## SOURCE MATERIAL
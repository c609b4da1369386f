//! Context error types.

use thiserror::Error;

use crate::headers;

/// Errors raised when decoding reserved header values.
///
/// Construction and plain header access never fail. These only surface when
/// a caller asks for a typed reserved value that some layer stored in a
/// form the framework cannot route with.
#[derive(Debug, Clone, PartialEq, Eq, Error)]
pub enum ContextError {
    #[error("invalid operation id {value:?} in `{header}`: {reason}", header = headers::OP_ID)]
    InvalidOpId { value: String, reason: String },

    #[error("operation id header `{header}` is missing", header = headers::OP_ID)]
    MissingOpId,

    #[error("invalid timeout {value:?} in `{header}`: {reason}", header = headers::TIMEOUT)]
    InvalidTimeout { value: String, reason: String },

    #[error("response operation id {actual} does not match request operation id {expected}")]
    OpIdMismatch { expected: u64, actual: u64 },
}

impl ContextError {
    /// Whether the error means a response cannot be routed to its caller.
    pub fn is_routing_error(&self) -> bool {
        matches!(
            self,
            Self::InvalidOpId { .. } | Self::MissingOpId | Self::OpIdMismatch { .. }
        )
    }
}
//! Operation id allocation for one multiplexed connection.

use std::sync::atomic::{AtomicU64, Ordering};

use crate::context::RequestContext;

/// Operation id that marks a context as not yet assigned.
pub const UNASSIGNED_OP_ID: u64 = 0;

/// Monotonic operation id source, one per connection.
///
/// Ids start at 1 and never repeat for the lifetime of the sequence, so two
/// outstanding requests on the same connection can't share an id. Wrapping
/// past `u64::MAX` is not handled.
#[derive(Debug)]
pub struct OpIdSequence {
    next_id: AtomicU64,
}

impl OpIdSequence {
    pub fn new() -> Self {
        Self {
            next_id: AtomicU64::new(UNASSIGNED_OP_ID + 1),
        }
    }

    pub fn next(&self) -> u64 {
        self.next_id.fetch_add(1, Ordering::Relaxed)
    }

    /// Draw the next id and write it into the context's `_opid`.
    pub fn assign(&self, ctx: &mut RequestContext) -> u64 {
        let op_id = self.next();
        ctx.set_op_id(op_id);
        op_id
    }
}

impl Default for OpIdSequence {
    fn default() -> Self {
        Self::new()
    }
}
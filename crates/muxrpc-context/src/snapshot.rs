//! Serializable view of a context's headers.

use std::collections::BTreeMap;

use serde::{Deserialize, Serialize};

use crate::config::ContextConfig;
use crate::context::RequestContext;
use crate::headers;

/// Both header maps of a context, sorted by key.
///
/// Used for logging a call's headers and for carrying a captured context
/// through JSON tooling. Request headers include the reserved keys.
#[derive(Debug, Clone, Default, PartialEq, Eq, Serialize, Deserialize)]
#[serde(rename_all = "camelCase")]
pub struct ContextSnapshot {
    #[serde(default)]
    pub request_headers: BTreeMap<String, String>,
    #[serde(default)]
    pub response_headers: BTreeMap<String, String>,
}

impl ContextSnapshot {
    /// Rebuild a context from a captured snapshot.
    ///
    /// Every entry is applied through the normal header operations, so a
    /// malformed `_opid` is carried over and reported when decoded. A missing
    /// or empty `_cid` is generated from `config`.
    pub fn into_context(self, config: &ContextConfig) -> RequestContext {
        let mut request_headers = self.request_headers;
        let correlation_id = request_headers
            .remove(headers::CORRELATION_ID)
            .unwrap_or_default();
        let mut ctx = RequestContext::with_config(correlation_id, config);
        ctx.add_request_headers(request_headers);
        for (key, value) in self.response_headers {
            ctx.add_response_header(key, value);
        }
        ctx
    }

    pub fn to_json(&self) -> serde_json::Result<String> {
        serde_json::to_string_pretty(self)
    }
}
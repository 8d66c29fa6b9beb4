#![allow(clippy::missing_errors_doc)]
#![allow(clippy::missing_panics_doc)]

pub mod aggregate;
pub mod config;
pub mod error;
pub mod lifecycle;
pub mod mock;
pub mod notice;
pub mod remote;
pub mod session;
pub mod summary;
pub mod theme;

pub use error::{Error, Result};
//! Remote store error types.

use thiserror::Error;

/// PostgREST error code for a missing relation (schema not provisioned).
const UNDEFINED_TABLE: &str = "42P01";

#[derive(Debug, Error)]
pub enum RemoteError {
    /// The backing tables have not been created. Distinguished for operator
    /// diagnostics, not control flow.
    #[error("remote schema not provisioned; run the setup SQL against the database")]
    SchemaMissing,

    #[error("remote API error: HTTP {status}: {message}")]
    Api { status: u16, message: String },

    #[error("HTTP error: {0}")]
    Http(#[from] reqwest::Error),

    #[error("failed to decode remote row: {0}")]
    Decode(#[from] serde_json::Error),

    #[error("remote configuration error: {0}")]
    Config(String),
}

impl RemoteError {
    pub fn is_schema_missing(&self) -> bool {
        matches!(self, RemoteError::SchemaMissing)
    }
}

/// Map a non-success response body to an error, extracting the PostgREST
/// `{code, message}` payload when present.
pub(crate) fn classify(status: u16, body: &str) -> RemoteError {
    if let Ok(json) = serde_json::from_str::<serde_json::Value>(body) {
        if json.get("code").and_then(|c| c.as_str()) == Some(UNDEFINED_TABLE) {
            return RemoteError::SchemaMissing;
        }
        if let Some(message) = json.get("message").and_then(|m| m.as_str()) {
            return RemoteError::Api {
                status,
                message: message.to_string(),
            };
        }
    }
    RemoteError::Api {
        status,
        message: body.to_string(),
    }
}
//! Transient user-visible notices.
//!
//! Remote failures surface as soft, auto-expiring warnings rather than
//! errors; the flow that raised them has already completed locally. Notices
//! expire after a fixed TTL and are pruned on read.

use std::time::{Duration, Instant};

/// How long a notice stays visible.
pub const DEFAULT_TTL: Duration = Duration::from_secs(5);

#[derive(Debug, Clone)]
pub struct Notice {
    pub message: String,
    raised_at: Instant,
}

#[derive(Debug)]
pub struct NoticeBoard {
    ttl: Duration,
    notices: Vec<Notice>,
}

impl NoticeBoard {
    pub fn new() -> Self {
        Self::with_ttl(DEFAULT_TTL)
    }

    pub fn with_ttl(ttl: Duration) -> Self {
        Self {
            ttl,
            notices: Vec::new(),
        }
    }

    pub fn push(&mut self, message: impl Into<String>) {
        self.notices.push(Notice {
            message: message.into(),
            raised_at: Instant::now(),
        });
    }

    /// Currently visible notices, oldest first. Expired entries are dropped.
    pub fn active(&mut self) -> Vec<String> {
        let ttl = self.ttl;
        self.notices.retain(|n| n.raised_at.elapsed() < ttl);
        self.notices.iter().map(|n| n.message.clone()).collect()
    }
}

impl Default for NoticeBoard {
    fn default() -> Self {
        Self::new()
    }
}
//! Session and vote records.
//!
//! A session owns an ordered vote list that is semantically a set keyed by
//! nickname; [`reconcile`] enforces that. Field names serialize in camelCase
//! so the persisted mirror and the remote store share one wire shape.

mod reconcile;
pub mod mirror;
pub mod store;

pub use mirror::{Mirror, MirrorError};
pub use reconcile::reconcile;
pub use store::SessionStore;

use crate::theme::{self, MoodOption, ThemeType};
use rand::Rng;
use serde::{Deserialize, Serialize};

/// Alphabet for join codes. Uppercase alphanumerics keep codes easy to read
/// aloud and type on a phone.
const CODE_ALPHABET: &[u8] = b"ABCDEFGHIJKLMNOPQRSTUVWXYZ0123456789";
const CODE_LEN: usize = 6;

/// Session lifecycle states.
///
/// Only `Active -> Revealing` is driven by the lifecycle controller. `Locked`
/// and `Completed` are part of the persisted vocabulary but nothing in this
/// crate transitions into them.
#[derive(Debug, Clone, Copy, PartialEq, Eq, Serialize, Deserialize)]
#[serde(rename_all = "lowercase")]
pub enum SessionStatus {
    Active,
    Locked,
    Revealing,
    Completed,
}

/// One participant's submission. `nickname` is the de-duplication key, not a
/// verified identity; the last vote under a nickname replaces earlier ones.
#[derive(Debug, Clone, PartialEq, Serialize, Deserialize)]
#[serde(rename_all = "camelCase")]
pub struct Vote {
    #[serde(default)]
    pub id: String,
    pub nickname: String,
    pub mood_id: String,
    #[serde(default, skip_serializing_if = "Option::is_none")]
    pub reason: Option<String>,
    #[serde(default, skip_serializing_if = "Option::is_none")]
    pub kudos: Option<String>,
    /// Unix milliseconds.
    pub timestamp: i64,
}

impl Vote {
    pub fn new(nickname: impl Into<String>, mood_id: impl Into<String>) -> Self {
        Self {
            id: uuid::Uuid::new_v4().to_string(),
            nickname: nickname.into(),
            mood_id: mood_id.into(),
            reason: None,
            kudos: None,
            timestamp: chrono::Utc::now().timestamp_millis(),
        }
    }

    pub fn with_reason(mut self, reason: impl Into<String>) -> Self {
        self.reason = Some(reason.into());
        self
    }

    pub fn with_kudos(mut self, kudos: impl Into<String>) -> Self {
        self.kudos = Some(kudos.into());
        self
    }
}

#[derive(Debug, Clone, PartialEq, Serialize, Deserialize)]
#[serde(rename_all = "camelCase")]
pub struct Session {
    /// Short human-typeable join code, unique for the store's lifetime.
    /// Collisions are accepted as negligible, not actively checked.
    pub id: String,
    pub name: String,
    pub theme_type: ThemeType,
    #[serde(default, skip_serializing_if = "Option::is_none")]
    pub custom_options: Option<Vec<MoodOption>>,
    /// Unix milliseconds.
    pub start_time: i64,
    /// Check-in window length in minutes. A presentation-layer countdown;
    /// expiry does not transition the session.
    pub timer_duration: u32,
    pub status: SessionStatus,
    /// Arrival order; at most one entry per distinct nickname.
    #[serde(default)]
    pub votes: Vec<Vote>,
    #[serde(default, skip_serializing_if = "Option::is_none")]
    pub ai_summary: Option<String>,
    #[serde(default, skip_serializing_if = "Option::is_none")]
    pub ai_action: Option<String>,
}

impl Session {
    pub fn new(name: impl Into<String>, theme_type: ThemeType, timer_duration: u32) -> Self {
        Self {
            id: new_join_code(),
            name: name.into(),
            theme_type,
            custom_options: None,
            start_time: chrono::Utc::now().timestamp_millis(),
            timer_duration,
            status: SessionStatus::Active,
            votes: Vec::new(),
            ai_summary: None,
            ai_action: None,
        }
    }

    pub fn with_custom_options(mut self, options: Vec<MoodOption>) -> Self {
        self.custom_options = Some(options);
        self
    }

    /// The option catalog this session's votes resolve against.
    pub fn theme_options(&self) -> &[MoodOption] {
        theme::options_for(self.theme_type, self.custom_options.as_deref())
    }

    pub fn is_active(&self) -> bool {
        self.status == SessionStatus::Active
    }
}

/// Generate a 6-character join code.
pub fn new_join_code() -> String {
    let mut rng = rand::rng();
    (0..CODE_LEN)
        .map(|_| CODE_ALPHABET[rng.random_range(0..CODE_ALPHABET.len())] as char)
        .collect()
}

## EXERCISE PROMPT
If a line falls between the first line of the entries and the line containing "cannot route with.", or is one of those two, restate it word for word; leave all other lines out.

## FINAL ANSWER
repository c609b4da1369386f
//! Context error types.

use thiserror::Error;

use crate::headers;

/// Errors raised when decoding reserved header values.
///
/// Construction and plain header access never fail. These only surface when
/// a caller asks for a typed reserved value that some layer stored in a
/// form the framework cannot route with.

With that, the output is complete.